The Thames Street of to-day, as may have been gathered, is not inordinately wide; it is lined on one side by wharves, through which glimpses of the grey-green river may be seen. Alas, one of the prettiest of these peeps was done away but a few years ago! This was at Paul's Wharf, on which was a house projecting over the water, in the old style, and with a strong-room, a real old-fashioned strong-room, dating from before the days of banks or " running cashes," down below. The strong timber uprights of the wharf framed as charming a bit of river scenery as London could show. Now it is gone, all gone, and Paul's Wharf has been added to the new brick structures standing at intervals by the side of the Thames.

The only time to explore Thames Street with safety to life and limb is on a Saturday afternoon, or on a Sunday, when, if the day be fine and sunny, the peaceful houses throw long shadows on the causeway, and it is easy to imagine one has been transported into the quaint, narrow, irregular street of some old Continental town.

Yet nothing is left of the real old Thames Street as it was in the days of its glory; it was all swept away in the disastrous Fire, and long before that the magnificent palaces and princes' houses that lined it had fallen into decay.

Let us reconstruct the street at the time when the poet Chaucer, the little boy who was to bear the proud title of the "Father of English Poetry," was born therein.

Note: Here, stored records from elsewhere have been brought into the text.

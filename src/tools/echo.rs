//! Diagnostic tool that echoes what it receives

use super::{ActionContext, AgentTool, TOOL_TEST};
use crate::Result;
use async_trait::async_trait;
use chrono::Utc;
use schemars::JsonSchema;
use serde::{Deserialize, Serialize};
use serde_json::{json, Value};
use ts_rs::TS;

#[derive(Debug, Clone, Default, Serialize, Deserialize, JsonSchema, TS)]
#[ts(export)]
pub struct EchoInput {
    /// Optional test message
    #[serde(default, skip_serializing_if = "Option::is_none")]
    #[ts(optional)]
    pub message: Option<String>,
}

pub struct EchoTool;

#[async_trait]
impl AgentTool for EchoTool {
    const NAME: &'static str = TOOL_TEST;
    type Input = EchoInput;
    type Output = Value;

    fn description(&self) -> &'static str {
        "Test capability that echoes the received parameters"
    }

    async fn execute(&self, input: EchoInput, action: &ActionContext) -> Result<Value> {
        tracing::info!(
            message = input.message.as_deref().unwrap_or(""),
            action_type = action.kind.as_deref().unwrap_or(""),
            workspace_id = action.workspace_id().as_deref().unwrap_or(""),
            task_id = action.task_id().as_deref().unwrap_or(""),
            "Test capability invoked"
        );

        Ok(json!({
            "success": true,
            "message": "Test capability executed successfully",
            "timestamp": Utc::now().to_rfc3339(),
            "receivedArgs": input,
        }))
    }
}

Not far from the station of St. Paul's at Blackfriars Bridge is a small and narrow dock called appropriately enough Puddle Dock; here the water laps about the green lichened posts, and gently covers or lays bare the slimy mud, as day by day the tide creeps up and recedes. This was at one time a place of vast bustle and importance; lading and unlading went on all day long, as the goods of London were sent abroad, such things as iron, wool, and hides from the earliest times and later manufactured materials, and imports were freely landed. Not far from Puddle Dock stood the mighty castle of Baynard, built about the time of the Norman Conquest, and held at the date of Chaucer's birth by the Earls of Clare. The castle had been dismantled in the reign of King John in revenge for its owner's taking part with the Barons, but the Earl had been later forgiven and had rebuilt his stronghold. After Chaucer's time it was to be burnt down and again rebuilt completely, on a slightly different site, and it was to witness the proclamation of Edward IV., the acceptance of the crown by his sons' murderer, and to be a residence of Henry VIII. But those days were not yet, for Edward III. was on the throne.

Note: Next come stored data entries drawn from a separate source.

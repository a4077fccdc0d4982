//! Secure wallet implementation
//!
//! SECURITY: This is the ONLY place where private keys are turned into signers.
//! - Keys are held in alloy's PrivateKeySigner which handles crypto securely
//! - Keys are never serialized to JSON
//! - Keys are never logged

use crate::{Error, Result};
use alloy::network::{EthereumWallet, ReceiptResponse, TransactionBuilder};
use alloy::primitives::{Address, Bytes, U256};
use alloy::providers::{Provider, ProviderBuilder};
use alloy::rpc::types::TransactionRequest;
use alloy::signers::local::PrivateKeySigner;
use async_trait::async_trait;
use secrecy::{ExposeSecret, SecretString};
use serde::Serialize;
use std::sync::Arc;
use std::time::Duration;
use url::Url;

/// A transaction ready for signing and broadcast
#[derive(Debug, Clone, Serialize)]
pub struct PreparedTransaction {
    pub to: Address,
    pub data: Bytes,
    pub value: U256,
    pub gas_limit: Option<u64>,
    pub max_fee_per_gas: Option<u128>,
    pub max_priority_fee_per_gas: Option<u128>,
    pub chain_id: u64,
}

/// Capability to sign and broadcast transactions from one account
#[async_trait]
pub trait TransactionSigner: Send + Sync {
    /// Account the signer sends from
    fn address(&self) -> Address;

    /// Sign, broadcast and wait for inclusion. Returns the transaction hash.
    ///
    /// Implementations must not retry: a failed wait does not mean the
    /// transaction was not broadcast.
    async fn send_transaction(&self, tx: PreparedTransaction) -> Result<String>;
}

/// Builds a signer from private key material
pub trait SignerFactory: Send + Sync {
    fn signer(&self, key: &SecretString) -> Result<Arc<dyn TransactionSigner>>;
}

/// Secure wallet that protects private keys
///
/// The private key is:
/// - Stored in alloy's PrivateKeySigner (handles crypto securely)
/// - Never serialized (no Serialize impl)
/// - Only accessible via signing operations
pub struct SecureWallet {
    /// Public address (safe to expose)
    address: Address,
    /// Ethereum wallet for alloy integration
    wallet: EthereumWallet,
}

impl SecureWallet {
    /// Create a wallet from a hex-encoded private key
    pub fn from_hex(key_hex: &str) -> Result<Self> {
        let key_hex = key_hex.trim();
        let key_hex = key_hex.strip_prefix("0x").unwrap_or(key_hex);

        let signer: PrivateKeySigner = key_hex
            .parse()
            .map_err(|e| Error::Wallet(format!("Invalid private key: {}", e)))?;

        let address = signer.address();
        let wallet = EthereumWallet::from(signer);

        Ok(Self { address, wallet })
    }

    /// Get the public address (safe to share)
    pub fn address(&self) -> Address {
        self.address
    }

    /// Get the address as a checksummed string
    pub fn address_string(&self) -> String {
        self.address.to_checksum(None)
    }

    /// Get a reference to the EthereumWallet for use with alloy providers
    ///
    /// This is safe because EthereumWallet only exposes signing operations,
    /// not the raw private key.
    pub fn wallet(&self) -> &EthereumWallet {
        &self.wallet
    }
}

// Implement Debug manually to avoid exposing the signer
impl std::fmt::Debug for SecureWallet {
    fn fmt(&self, f: &mut std::fmt::Formatter<'_>) -> std::fmt::Result {
        f.debug_struct("SecureWallet")
            .field("address", &self.address)
            .field("signer", &"[REDACTED]")
            .finish()
    }
}

/// Wallet bound to one chain's JSON-RPC endpoint
pub struct ChainSigner {
    wallet: SecureWallet,
    rpc_url: Url,
    chain_id: u64,
    receipt_timeout: Duration,
}

impl ChainSigner {
    pub fn new(wallet: SecureWallet, rpc_url: Url, chain_id: u64, receipt_timeout: Duration) -> Self {
        Self {
            wallet,
            rpc_url,
            chain_id,
            receipt_timeout,
        }
    }

    fn build_request(&self, tx: PreparedTransaction) -> TransactionRequest {
        let mut request = TransactionRequest::default()
            .with_from(self.wallet.address())
            .with_to(tx.to)
            .with_input(tx.data)
            .with_value(tx.value)
            .with_chain_id(tx.chain_id);

        if let Some(gas) = tx.gas_limit {
            request = request.with_gas_limit(gas);
        }
        if let Some(fee) = tx.max_fee_per_gas {
            request = request.with_max_fee_per_gas(fee);
        }
        if let Some(tip) = tx.max_priority_fee_per_gas {
            request = request.with_max_priority_fee_per_gas(tip);
        }
        request
    }
}

#[async_trait]
impl TransactionSigner for ChainSigner {
    fn address(&self) -> Address {
        self.wallet.address()
    }

    async fn send_transaction(&self, tx: PreparedTransaction) -> Result<String> {
        if tx.chain_id != self.chain_id {
            return Err(Error::Execution(format!(
                "Transaction targets chain {} but signer is bound to chain {}",
                tx.chain_id, self.chain_id
            )));
        }

        let provider = ProviderBuilder::new()
            .wallet(self.wallet.wallet().clone())
            .connect_http(self.rpc_url.clone());

        let to = tx.to;
        let pending = provider
            .send_transaction(self.build_request(tx))
            .await
            .map_err(|e| Error::Execution(format!("Broadcast to {} failed: {}", to, e)))?;

        let tx_hash = pending.tx_hash().to_string();
        tracing::info!(tx_hash = %tx_hash, to = %to, "Transaction broadcast, awaiting receipt");

        let receipt = tokio::time::timeout(self.receipt_timeout, pending.get_receipt())
            .await
            .map_err(|_| Error::Timeout(format!("Receipt for transaction {}", tx_hash)))?
            .map_err(|e| {
                Error::Execution(format!("Transaction {} not confirmed: {}", tx_hash, e))
            })?;

        if !receipt.status() {
            return Err(Error::Execution(format!("Transaction {} reverted", tx_hash)));
        }

        tracing::info!(
            tx_hash = %tx_hash,
            block = ?receipt.block_number(),
            "Transaction confirmed"
        );
        Ok(tx_hash)
    }
}

/// Creates chain-bound signers over a JSON-RPC endpoint
pub struct RpcSignerFactory {
    rpc_url: Url,
    chain_id: u64,
    receipt_timeout: Duration,
}

impl RpcSignerFactory {
    pub fn new(rpc_url: &str, chain_id: u64, receipt_timeout: Duration) -> Result<Self> {
        let rpc_url = rpc_url
            .parse()
            .map_err(|e| Error::Config(format!("Invalid RPC URL: {}", e)))?;
        Ok(Self {
            rpc_url,
            chain_id,
            receipt_timeout,
        })
    }
}

impl SignerFactory for RpcSignerFactory {
    fn signer(&self, key: &SecretString) -> Result<Arc<dyn TransactionSigner>> {
        let wallet = SecureWallet::from_hex(key.expose_secret())?;
        tracing::info!(address = %wallet.address_string(), chain_id = self.chain_id, "Wallet initialized");
        Ok(Arc::new(ChainSigner::new(
            wallet,
            self.rpc_url.clone(),
            self.chain_id,
            self.receipt_timeout,
        )))
    }
}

THE FORESHORE AT SOUTHWARK The house of Chaucer's father, who was a vintner, was at the beginning of Lower Thames Street, hard by the site of the present Cannon Street station, and not half a mile from the castle of Baynard. This and the neighbouring tower of Montfichet, the stern walls of Bridewell seen across the Fleet, with the monastic houses of Black and White Friars, must have been familiar objects to the small boy as he loitered in the street. Not so agreeable a sight, and one that must have struck any one sensitive with disgust, was a place near at hand where the butchers of the city used to throw the reeking remains of the carcasses of killed beasts into the water; but an order was made in the reign of Edward III. that this disgraceful practice should be abolished, and the remains otherwise disposed of.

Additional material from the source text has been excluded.